Against this background, the dissonance in eastern policy between the coalition partners in Scholz’s government is worthy of attention. The disillusionment of Habermas with the Greens is characteristic. During the Cold War, this grouping had a pacifist character (global nuclear disarmament was promoted) and to some degree it achieved the vision of the German philosopher. But then changes began.
It's worth remembering that as a Green politician, Joschka Fischer, Germany’s minister of foreign affairs in 1998–2005, advocated for armed NATO intervention in Kosovo (in order to prevent the massacre of the Albanian population of the region by the Serbs) and Afghanistan (in order to deal with the Taliban after the attacks on the World Trade Center and Pentagon on September 11, 2001). This fomented serious arguments in his party since it signaled the rejection of the pacifist agenda.
SIGN UP TO OUR PAGE
Currently, in contrast to a large proportion of the German political class, the Greens are not holding any illusions towards the Kremlin, nor are they putting their heads in the sand on eastern matters. They are condemning what President Vladimir Putin is doing both inside of Russia (authoritarianism), and in the world (expansionist operations). Last year, through the words of Annalena Baerbock (before she became the minister of foreign affairs) they spoke out against activating Nord Stream 2. Among the objections to this undertaking was that Russia treats the gas pipeline as a tool for energy blackmail.

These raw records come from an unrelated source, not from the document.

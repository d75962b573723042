//! The end-to-end run: crypto sync, dominance, option snapshots, notifications.
//!
//! Steps run in that fixed order, one symbol at a time. A failing symbol is
//! logged and recorded in the [`RunReport`]; the remaining symbols and steps
//! still run. Only an unusable output directory aborts the run.

use std::{fmt, fs, path::PathBuf};

use anyhow::Context;
use chrono::{DateTime, Utc};
use market_data_ingestor::providers::{MarketDataClient, MarketSnapshotClient};

use crate::{
    config::AppConfig,
    dominance::record_dominance,
    notify::{NotificationSink, NotifyReport, notify_subscribers},
    options::OptionChainFetcher,
    retry::Sleeper,
    store::{
        dataset::DatasetStore,
        dominance::{DominanceSample, DominanceSeries},
        snapshot::SnapshotWriter,
    },
    sync::{SyncEngine, SyncOutcome},
    tz::as_of_date,
    watchlist::WatchlistProvider,
};

/// Pipeline stage.
#[derive(Debug, Clone, Copy, PartialEq, Eq)]
pub enum Step {
    /// Crypto dataset sync.
    Sync,
    /// Dominance sample.
    Dominance,
    /// Option snapshot.
    Options,
}

impl fmt::Display for Step {
    fn fmt(&self, f: &mut fmt::Formatter<'_>) -> fmt::Result {
        f.write_str(match self {
            Step::Sync => "sync",
            Step::Dominance => "dominance",
            Step::Options => "options",
        })
    }
}

/// One isolated failure.
#[derive(Debug, Clone, PartialEq, Eq)]
pub struct StepFailure {
    /// Stage that failed.
    pub step: Step,
    /// Symbol (or series) it failed for.
    pub target: String,
    /// Rendered error.
    pub error: String,
}

/// Everything a run did.
#[derive(Debug, Default)]
pub struct RunReport {
    /// Per crypto ticker outcome.
    pub synced: Vec<(String, SyncOutcome)>,
    /// Dominance sample, when recorded.
    pub dominance: Option<DominanceSample>,
    /// Snapshot files written.
    pub snapshots: Vec<PathBuf>,
    /// Notification deliveries.
    pub notifications: NotifyReport,
    /// Isolated failures.
    pub failures: Vec<StepFailure>,
}

impl RunReport {
    /// No step failed.
    pub fn is_success(&self) -> bool {
        self.failures.is_empty() && self.notifications.failed.is_empty()
    }

    fn fail(&mut self, step: Step, target: &str, error: impl fmt::Display) {
        tracing::error!(%step, target, %error, "step failed");
        self.failures.push(StepFailure {
            step,
            target: target.to_string(),
            error: error.to_string(),
        });
    }
}

/// Wiring of collaborators for one run.
pub struct Pipeline<'a> {
    config: &'a AppConfig,
    market: &'a dyn MarketDataClient,
    snapshot: &'a dyn MarketSnapshotClient,
    watchlist: &'a dyn WatchlistProvider,
    sink: &'a dyn NotificationSink,
    sleeper: &'a dyn Sleeper,
}

impl<'a> Pipeline<'a> {
    /// Assembles a pipeline.
    pub fn new(
        config: &'a AppConfig,
        market: &'a dyn MarketDataClient,
        snapshot: &'a dyn MarketSnapshotClient,
        watchlist: &'a dyn WatchlistProvider,
        sink: &'a dyn NotificationSink,
        sleeper: &'a dyn Sleeper,
    ) -> Self {
        Self {
            config,
            market,
            snapshot,
            watchlist,
            sink,
            sleeper,
        }
    }

    /// Creates `<root>/crypto` and `<root>/options/<today>`.
    pub fn prepare_dirs(&self, now: DateTime<Utc>) -> anyhow::Result<()> {
        let crypto = self.config.crypto_root();
        fs::create_dir_all(&crypto).with_context(|| format!("creating {}", crypto.display()))?;
        let options = self
            .config
            .options_root()
            .join(as_of_date(now).format("%Y-%m-%d").to_string());
        fs::create_dir_all(&options).with_context(|| format!("creating {}", options.display()))?;
        Ok(())
    }

    /// Full run in the fixed step order.
    pub async fn run(&self, now: DateTime<Utc>) -> anyhow::Result<RunReport> {
        self.prepare_dirs(now)?;
        let mut report = RunReport::default();

        self.sync_crypto(&self.config.crypto.symbols, now, &mut report).await;
        self.record_dominance(now, &mut report).await;

        let watchlist = self.watchlist.get_watchlist().await;
        self.snapshot_options(&watchlist, now, &mut report).await;
        report.notifications =
            notify_subscribers(&self.config.subscribers, self.sink, &watchlist).await;

        tracing::info!(
            synced = report.synced.len(),
            snapshots = report.snapshots.len(),
            failures = report.failures.len(),
            "run finished"
        );
        Ok(report)
    }

    /// Syncs each crypto ticker, isolating failures.
    pub async fn sync_crypto(
        &self,
        tickers: &[String],
        now: DateTime<Utc>,
        report: &mut RunReport,
    ) {
        let store = DatasetStore::new(self.config.crypto_root());
        let step = self.config.crypto.sync_step.to_duration();
        let engine = SyncEngine::new(self.market, &store, step);
        for ticker in tickers {
            let provider_symbol = self.config.crypto.provider_symbol(ticker);
            match engine.sync(ticker, &provider_symbol, now).await {
                Ok(outcome) => report.synced.push((ticker.clone(), outcome)),
                Err(e) => report.fail(Step::Sync, ticker, e),
            }
        }
    }

    /// Appends one dominance sample.
    pub async fn record_dominance(&self, now: DateTime<Utc>, report: &mut RunReport) {
        let series = DominanceSeries::new(self.config.dominance_path());
        match record_dominance(self.snapshot, &series, &self.config.dominance, now).await {
            Ok(sample) => report.dominance = Some(sample),
            Err(e) => report.fail(Step::Dominance, &self.config.dominance.file_name, e),
        }
    }

    /// Writes today's option snapshot for each symbol, isolating failures.
    pub async fn snapshot_options(
        &self,
        symbols: &[String],
        now: DateTime<Utc>,
        report: &mut RunReport,
    ) {
        let writer = SnapshotWriter::new(self.config.options_root());
        let options = &self.config.options;
        let fetcher = OptionChainFetcher::new(self.market, self.sleeper, options.retry_policy())
            .include_puts(options.include_puts);
        for symbol in symbols {
            match fetcher.fetch_and_write(&writer, symbol, now).await {
                Ok((path, _)) => report.snapshots.push(path),
                Err(e) => report.fail(Step::Options, symbol, e),
            }
        }
    }
}
//! Daily option chain snapshots.
//!
//! For one underlying the fetcher lists every expiry, pulls each chain under a
//! [`RetryPolicy`], flattens calls (and optionally puts) into [`SnapshotRow`]s,
//! sorts them by `(optionType, expiry, strike)` and hands the table to a
//! [`SnapshotWriter`]. An expiry that keeps failing is skipped; a contract
//! symbol that cannot be parsed, or an empty table, fails the whole snapshot.

pub mod row;

use std::path::PathBuf;

use chrono::{DateTime, NaiveDate, Utc};
use market_data_ingestor::providers::MarketDataClient;

pub use row::{OptionType, SnapshotRow};

use crate::{
    retry::{RetryError, RetryPolicy, Sleeper, retry},
    store::{StoreError, snapshot::SnapshotWriter},
    tz::as_of_date,
};

#[derive(thiserror::Error, Debug)]
/// Reasons a snapshot could not be produced.
pub enum SnapshotError {
    #[error("could not list expiries for {symbol}: {source}")]
    /// Expiry enumeration failed even after retries.
    Expiries {
        /// Underlying symbol.
        symbol: String,
        /// Last error.
        source: RetryError,
    },

    #[error("contract symbol {contract:?} of {symbol} does not encode an option type")]
    /// A contract symbol did not match `<root><YYMMDD><C|P><strike>`.
    ContractSymbol {
        /// Underlying symbol.
        symbol: String,
        /// Offending contract symbol.
        contract: String,
    },

    #[error("no option contracts collected for {symbol}")]
    /// Every expiry was skipped or empty.
    Empty {
        /// Underlying symbol.
        symbol: String,
    },

    #[error(transparent)]
    /// The snapshot file could not be written.
    Store(#[from] StoreError),
}

/// A sorted snapshot ready to be written.
#[derive(Debug, Clone)]
pub struct OptionSnapshot {
    /// Underlying symbol.
    pub symbol: String,
    /// Rows in snapshot order.
    pub rows: Vec<SnapshotRow>,
    /// Expiries dropped after exhausting retries.
    pub skipped_expiries: Vec<NaiveDate>,
}

/// Builds option snapshots from a market data client.
pub struct OptionChainFetcher<'a> {
    client: &'a dyn MarketDataClient,
    sleeper: &'a dyn Sleeper,
    include_puts: bool,
    policy: RetryPolicy,
}

impl<'a> OptionChainFetcher<'a> {
    /// Fetcher with the given retry policy. Puts are included.
    pub fn new(
        client: &'a dyn MarketDataClient,
        sleeper: &'a dyn Sleeper,
        policy: RetryPolicy,
    ) -> Self {
        Self {
            client,
            sleeper,
            include_puts: true,
            policy,
        }
    }

    /// Whether put contracts are part of the snapshot.
    pub fn include_puts(mut self, include: bool) -> Self {
        self.include_puts = include;
        self
    }

    /// Collects, cleans and sorts the full chain of `symbol`.
    pub async fn build_snapshot(&self, symbol: &str) -> Result<OptionSnapshot, SnapshotError> {
        let client = self.client;
        let expiries = retry(&self.policy, self.sleeper, &format!("{symbol} expiries"), move || {
            client.list_expiries(symbol)
        })
        .await
        .map_err(|source| SnapshotError::Expiries {
            symbol: symbol.to_string(),
            source,
        })?;
        tracing::info!(symbol, expiries = expiries.len(), "listing option chains");

        let mut rows = Vec::new();
        let mut skipped_expiries = Vec::new();
        for expiry in expiries {
            let label = format!("{symbol} {expiry}");
            let chain = match retry(&self.policy, self.sleeper, &label, move || {
                client.get_option_chain(symbol, expiry)
            })
            .await
            {
                Ok(chain) => chain,
                Err(e) => {
                    tracing::error!(
                        symbol,
                        %expiry,
                        attempts = e.attempts,
                        error = %e.source,
                        "skipping expiry"
                    );
                    skipped_expiries.push(expiry);
                    continue;
                }
            };

            let puts = if self.include_puts { chain.puts } else { Vec::new() };
            for contract in chain.calls.into_iter().chain(puts) {
                let contract_symbol = contract.contract_symbol.clone();
                let row = SnapshotRow::from_contract(contract, expiry).ok_or_else(|| {
                    SnapshotError::ContractSymbol {
                        symbol: symbol.to_string(),
                        contract: contract_symbol,
                    }
                })?;
                rows.push(row);
            }
        }

        if rows.is_empty() {
            return Err(SnapshotError::Empty {
                symbol: symbol.to_string(),
            });
        }
        rows.sort_by(SnapshotRow::snapshot_order);

        Ok(OptionSnapshot {
            symbol: symbol.to_string(),
            rows,
            skipped_expiries,
        })
    }

    /// Builds the snapshot and writes it for the UTC date of `now`.
    pub async fn fetch_and_write(
        &self,
        writer: &SnapshotWriter,
        symbol: &str,
        now: DateTime<Utc>,
    ) -> Result<(PathBuf, OptionSnapshot), SnapshotError> {
        let snapshot = self.build_snapshot(symbol).await?;
        let path = writer.write(symbol, as_of_date(now), &snapshot.rows)?;
        tracing::info!(
            symbol,
            rows = snapshot.rows.len(),
            skipped = snapshot.skipped_expiries.len(),
            path = %path.display(),
            "option snapshot saved"
        );
        Ok((path, snapshot))
    }
}
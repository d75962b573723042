mod common;

use asset_sync::{
    config::AppConfig,
    pipeline::{Pipeline, Step},
    sync::SyncOutcome,
};
use common::{
    FakeMarket, FakeSnapshot, FixedWatchlist, InstantSleeper, RecordingSink, chain, contract,
    daily_bars, date, utc,
};
use tempfile::TempDir;

fn config(root: &std::path::Path) -> AppConfig {
    let toml = format!(
        r#"
        output_root = "{}"

        [crypto]
        symbols = ["BTC", "ETH"]

        [options]
        retry_delay_secs = 0

        [subscribers.Arron]
        email = "arron.r@example.com"
        watchlist = ["MSTR", "GOOG"]

        [subscribers.Elaine]
        email = "elaine.e@example.com"
        watchlist = ["AAPL", "MSTR"]

        [subscribers.Mike]
        email = "mike.m@example.com"
        watchlist = ["TSLA"]
        "#,
        root.display().to_string().replace('\\', "/")
    );
    AppConfig::from_toml_str(&toml).unwrap()
}

fn snapshot() -> FakeSnapshot {
    FakeSnapshot::new(&[("bitcoin", Some(550.0)), ("ethereum", Some(450.0))])
}

#[tokio::test]
async fn failures_are_isolated_per_symbol() {
    let dir = TempDir::new().unwrap();
    let cfg = config(dir.path());
    let exp = date(2024, 6, 21);

    let mut broken = chain("MSTR", exp, &[1500.0], &[]);
    broken.calls.push(contract("garbage".into(), 1.0));
    let market = FakeMarket::default()
        .with_history("BTC-USD", daily_bars(date(2024, 5, 30), 5))
        .fail_history("ETH-USD")
        .with_chain("AAPL", exp, chain("AAPL", exp, &[190.0], &[180.0]))
        .with_chain("MSTR", exp, broken);
    market.set_clock(utc(2024, 6, 3, 12));

    let snap = snapshot();
    let watchlist = FixedWatchlist(vec!["AAPL".into(), "MSTR".into()]);
    let sink = RecordingSink::default();
    let sleeper = InstantSleeper::default();
    let pipeline = Pipeline::new(&cfg, &market, &snap, &watchlist, &sink, &sleeper);

    let report = pipeline.run(utc(2024, 6, 3, 12)).await.unwrap();

    assert!(!report.is_success());
    assert_eq!(
        report.synced,
        vec![("BTC".to_string(), SyncOutcome::Bootstrapped { rows: 5 })]
    );
    let failed: Vec<(Step, &str)> = report
        .failures
        .iter()
        .map(|f| (f.step, f.target.as_str()))
        .collect();
    assert_eq!(failed, vec![(Step::Sync, "ETH"), (Step::Options, "MSTR")]);

    assert_eq!(report.dominance.map(|d| d.ratio), Some(55.0));
    assert!(cfg.crypto_root().join("BTC.csv").exists());
    assert!(!cfg.crypto_root().join("ETH.csv").exists());
    assert!(cfg.dominance_path().exists());
    assert_eq!(
        report.snapshots,
        vec![cfg.options_root().join("2024-06-03").join("OMON_AAPL_2024-06-03.csv")]
    );

    // notification covers the whole watchlist, including the symbol whose snapshot failed
    let deliveries = sink.deliveries.lock().unwrap().clone();
    assert_eq!(
        deliveries,
        vec![
            ("Arron".to_string(), "MSTR".to_string()),
            ("Elaine".to_string(), "AAPL".to_string()),
            ("Elaine".to_string(), "MSTR".to_string()),
        ]
    );
}

#[tokio::test]
async fn clean_run_succeeds_and_rerun_is_idempotent() {
    let dir = TempDir::new().unwrap();
    let cfg = config(dir.path());
    let exp = date(2024, 6, 21);
    let market = FakeMarket::default()
        .with_history("BTC-USD", daily_bars(date(2024, 6, 1), 3))
        .with_history("ETH-USD", daily_bars(date(2024, 6, 1), 3))
        .with_chain("GOOG", exp, chain("GOOG", exp, &[170.0], &[]));
    let now = utc(2024, 6, 3, 12);
    market.set_clock(now);

    let snap = snapshot();
    let watchlist = FixedWatchlist(vec!["GOOG".into()]);
    let sink = RecordingSink::default();
    let sleeper = InstantSleeper::default();
    let pipeline = Pipeline::new(&cfg, &market, &snap, &watchlist, &sink, &sleeper);

    let first = pipeline.run(now).await.unwrap();
    assert!(first.is_success(), "{:?}", first.failures);
    assert!(cfg.options_root().join("2024-06-03").is_dir());
    let btc = std::fs::read(cfg.crypto_root().join("BTC.csv")).unwrap();
    let calls = market.history_calls();

    let second = pipeline.run(utc(2024, 6, 3, 18)).await.unwrap();
    assert!(second.is_success());
    assert_eq!(
        second.synced,
        vec![
            ("BTC".to_string(), SyncOutcome::UpToDate),
            ("ETH".to_string(), SyncOutcome::UpToDate),
        ]
    );
    assert_eq!(market.history_calls(), calls);
    assert_eq!(std::fs::read(cfg.crypto_root().join("BTC.csv")).unwrap(), btc);
    assert_eq!(
        std::fs::read_to_string(cfg.dominance_path()).unwrap().lines().count(),
        2
    );
}
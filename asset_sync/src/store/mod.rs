//! CSV-backed persistence for everything the pipeline produces.
//!
//! - [`dataset::DatasetStore`]: one append-only price series per symbol.
//! - [`dominance::DominanceSeries`]: the long-running dominance ratio file.
//! - [`snapshot::SnapshotWriter`]: per-day option chain snapshots, written atomically.
//!
//! A missing file is never an error here; it simply means "nothing stored yet".

use std::{io, path::PathBuf};

pub mod dataset;
pub mod dominance;
pub mod snapshot;

#[derive(thiserror::Error, Debug)]
/// Errors raised while reading or writing stored series.
pub enum StoreError {
    #[error("corrupt dataset {}: {reason}", path.display())]
    /// The file exists but its content cannot be trusted (bad header,
    /// unparsable row, timestamps out of order).
    Corrupt {
        /// File that failed validation.
        path: PathBuf,
        /// What was wrong with it.
        reason: String,
    },

    #[error("i/o error on {}: {source}", path.display())]
    /// The storage medium failed for a reason other than "not found".
    Io {
        /// File or directory being accessed.
        path: PathBuf,
        /// Underlying error.
        source: io::Error,
    },
}

impl StoreError {
    pub(crate) fn io(path: impl Into<PathBuf>, source: io::Error) -> Self {
        StoreError::Io {
            path: path.into(),
            source,
        }
    }

    pub(crate) fn corrupt(path: impl Into<PathBuf>, reason: impl Into<String>) -> Self {
        StoreError::Corrupt {
            path: path.into(),
            reason: reason.into(),
        }
    }
}

/// Result alias for store operations.
pub type StoreResult<T> = Result<T, StoreError>;
//! Where the list of equity symbols to snapshot comes from.

use std::time::Duration;

use async_trait::async_trait;
use indexmap::IndexSet;
use serde::Deserialize;

/// Supplies the symbols to process on this run.
#[async_trait]
pub trait WatchlistProvider: Send + Sync {
    /// Current watchlist, normalized (trimmed, uppercase, unique, original order).
    async fn get_watchlist(&self) -> Vec<String>;
}

/// Fixed list, used directly or as the fallback of [`HttpWatchlist`].
#[derive(Debug, Clone, Default)]
pub struct StaticWatchlist {
    symbols: Vec<String>,
}

impl StaticWatchlist {
    /// Wraps `symbols` (normalized on construction).
    pub fn new<I, S>(symbols: I) -> Self
    where
        I: IntoIterator<Item = S>,
        S: AsRef<str>,
    {
        Self {
            symbols: normalize_symbols(symbols),
        }
    }
}

#[async_trait]
impl WatchlistProvider for StaticWatchlist {
    async fn get_watchlist(&self) -> Vec<String> {
        self.symbols.clone()
    }
}

#[derive(Deserialize)]
#[serde(untagged)]
enum WatchlistBody {
    Plain(Vec<String>),
    Wrapped { symbols: Vec<String> },
}

/// Watchlist served as JSON (`["AAPL", ...]` or `{"symbols": [...]}`) over HTTP.
///
/// Any failure (network, status, body) falls back to the static list.
pub struct HttpWatchlist {
    client: reqwest::Client,
    url: String,
    fallback: StaticWatchlist,
}

impl HttpWatchlist {
    /// Provider for `url`, bounded by `timeout`, falling back to `fallback`.
    pub fn new(
        url: impl Into<String>,
        timeout: Duration,
        fallback: StaticWatchlist,
    ) -> reqwest::Result<Self> {
        Ok(Self {
            client: reqwest::Client::builder().timeout(timeout).build()?,
            url: url.into(),
            fallback,
        })
    }

    async fn fetch(&self) -> reqwest::Result<Vec<String>> {
        let body: WatchlistBody = self
            .client
            .get(&self.url)
            .send()
            .await?
            .error_for_status()?
            .json()
            .await?;
        Ok(match body {
            WatchlistBody::Plain(s) | WatchlistBody::Wrapped { symbols: s } => normalize_symbols(s),
        })
    }
}

#[async_trait]
impl WatchlistProvider for HttpWatchlist {
    async fn get_watchlist(&self) -> Vec<String> {
        let symbols = match self.fetch().await {
            Ok(symbols) => {
                tracing::info!(url = %self.url, count = symbols.len(), "watchlist fetched");
                symbols
            }
            Err(e) => {
                let symbols = self.fallback.get_watchlist().await;
                tracing::warn!(
                    url = %self.url,
                    error = %e,
                    count = symbols.len(),
                    "watchlist unavailable, using fallback"
                );
                symbols
            }
        };
        if symbols.is_empty() {
            tracing::warn!("watchlist is empty");
        }
        symbols
    }
}

/// Trims, uppercases and de-duplicates while keeping first-seen order.
pub fn normalize_symbols<I, S>(symbols: I) -> Vec<String>
where
    I: IntoIterator<Item = S>,
    S: AsRef<str>,
{
    symbols
        .into_iter()
        .map(|s| s.as_ref().trim().to_uppercase())
        .filter(|s| !s.is_empty())
        .collect::<IndexSet<_>>()
        .into_iter()
        .collect()
}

On the other hand, the politicians of the Social Democratic Party of Germany (SPD) are behaving differently than the Greens. Though much unites the two leftist groupings (including the project of European federalism or the favoring of various “minorities”), the Social Democrats are the heirs to the line carried out at the beginning of the 21st century by their leader at the time, Chancellor Gerhard Schröder. Then, he and the president of France, Jacques Chirac, stood at the head of the EU’s anti-American front. He carried out a policy based on the hegemony of Germany in Europe, resulting in a “symmetrical” position towards the US and Russia. And just before the end of his work as chancellor, he signed a contract with the Russians to build the first Nord Stream.
As is commonly known, Schröder, a politician of “old” Europe (and that of the mainstream, not the anti-establishment right) in allowing himself to be corrupted by the Russians, became an emblematic figure. Just as soon as he stopped being prime minister of Germany, he accepted a position in the Gazprom-controlled consortium building Nord Stream. He made money from Russian energy companies.